IPM Take
This study strengthens the case for national precision oncology programmes, but it also puts a hard limit on the hype. Genomic testing does not automatically create better outcomes. Patients need evidence-ranked results, molecular tumour board interpretation, clinical trial access and reimbursement routes that can turn a genomic finding into an actual treatment decision. The message is clear: sequencing is only useful when the system is ready to act on high-confidence evidence.
Executive Summary
A JAMA Oncology cohort study assessed 3,383 adults with advanced solid tumours enrolled in Australia’s Molecular Screening and Therapeutic, MoST, precision oncology programme. Patients had rare or refractory advanced cancers and underwent comprehensive genomic profiling. Therapies were classified using the TOPOGRAPH evidence framework, which ranks biomarker-treatment matches by evidence strength. Patients with biomarkers supported by prospective trial evidence who received matched therapy had a median overall survival of 21.2 months, compared with 12.8 months for those receiving unmatched therapy. No comparable survival benefit was seen when matching was based only on investigational or repurposed evidence.
Why it matters
- Clinicians: Need evidence-ranked genomic interpretation, not just a sequencing report, to decide which findings are actionable.
- Payers / HTA bodies: Should distinguish between high-confidence biomarker-treatment matches and weaker exploratory matches when funding tests, therapies and trial access.
- Patients / advocates: Can use this evidence to push for genomic testing that is connected to real treatment access, not testing that ends with no pathway.
For years, precision oncology has promised to match the right patient to the right therapy. The problem is that not every genomic finding is equally actionable. Before programmes like MoST, a tumour alteration could create hope but also uncertainty: is this biomarker truly linked to benefit, or is it only biologically interesting?

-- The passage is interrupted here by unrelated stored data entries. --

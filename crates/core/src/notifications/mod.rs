//! Notifications module - transient toast messages with auto-dismiss.

mod notification_model;
mod notification_service;

pub use notification_model::{Notification, NotificationId, NotificationLevel};
pub use notification_service::NotificationService;
//! Display formatting for monetary amounts.
//!
//! Amounts are carried as `Decimal` with full precision; rounding happens
//! only here, at display time.

use rust_decimal::{Decimal, RoundingStrategy};

use crate::constants::{CURRENCY_SYMBOL, DISPLAY_DECIMAL_PRECISION};

fn round_for_display(amount: Decimal) -> Decimal {
    amount.round_dp_with_strategy(
        DISPLAY_DECIMAL_PRECISION,
        RoundingStrategy::MidpointAwayFromZero,
    )
}

/// Formats an amount as `$` followed by exactly two decimals, without digit
/// grouping (`$1234.50`). Used for line and grand totals.
pub fn format_amount(amount: Decimal) -> String {
    let rounded = round_for_display(amount);
    let sign = if rounded.is_sign_negative() && !rounded.is_zero() {
        "-"
    } else {
        ""
    };
    format!(
        "{}{}{:.prec$}",
        sign,
        CURRENCY_SYMBOL,
        rounded.abs(),
        prec = DISPLAY_DECIMAL_PRECISION as usize
    )
}

/// Formats an amount in en-US currency style with thousands grouping
/// (`$1,234.50`, `-$5.00`).
pub fn format_currency(amount: Decimal) -> String {
    let rounded = round_for_display(amount);
    let negative = rounded.is_sign_negative() && !rounded.is_zero();
    let plain = format!(
        "{:.prec$}",
        rounded.abs(),
        prec = DISPLAY_DECIMAL_PRECISION as usize
    );
    let (int_part, frac_part) = plain.split_once('.').unwrap_or((plain.as_str(), ""));

    let mut grouped = String::with_capacity(int_part.len() + int_part.len() / 3);
    for (i, ch) in int_part.chars().enumerate() {
        if i > 0 && (int_part.len() - i) % 3 == 0 {
            grouped.push(',');
        }
        grouped.push(ch);
    }

    let mut out = String::new();
    if negative {
        out.push('-');
    }
    out.push_str(CURRENCY_SYMBOL);
    out.push_str(&grouped);
    if !frac_part.is_empty() {
        out.push('.');
        out.push_str(frac_part);
    }
    out
}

The Australian study helps clarify that distinction. It used the TOPOGRAPH framework to rank biomarker-treatment matches by evidence strength. The clearest survival benefit appeared when the match was supported by prospective clinical trial evidence. Matches based on weaker exploratory evidence, or treatment repurposed from other cancer types, did not show the same benefit.
This matters politically because health systems are being asked to pay for broader genomic profiling, molecular tumour boards and targeted therapies, often for small or rare cancer populations. The study suggests that investment is most defensible when testing is connected to evidence-based treatment selection and clinical trial infrastructure.
For patients with rare and refractory cancers, the message is powerful but precise: genomic profiling can matter, but only if the system can act on the result. The next access question is not whether sequencing should expand. It is whether countries can build the evidence, referral and reimbursement machinery that lets eligible patients receive matched therapies before the treatment window closes.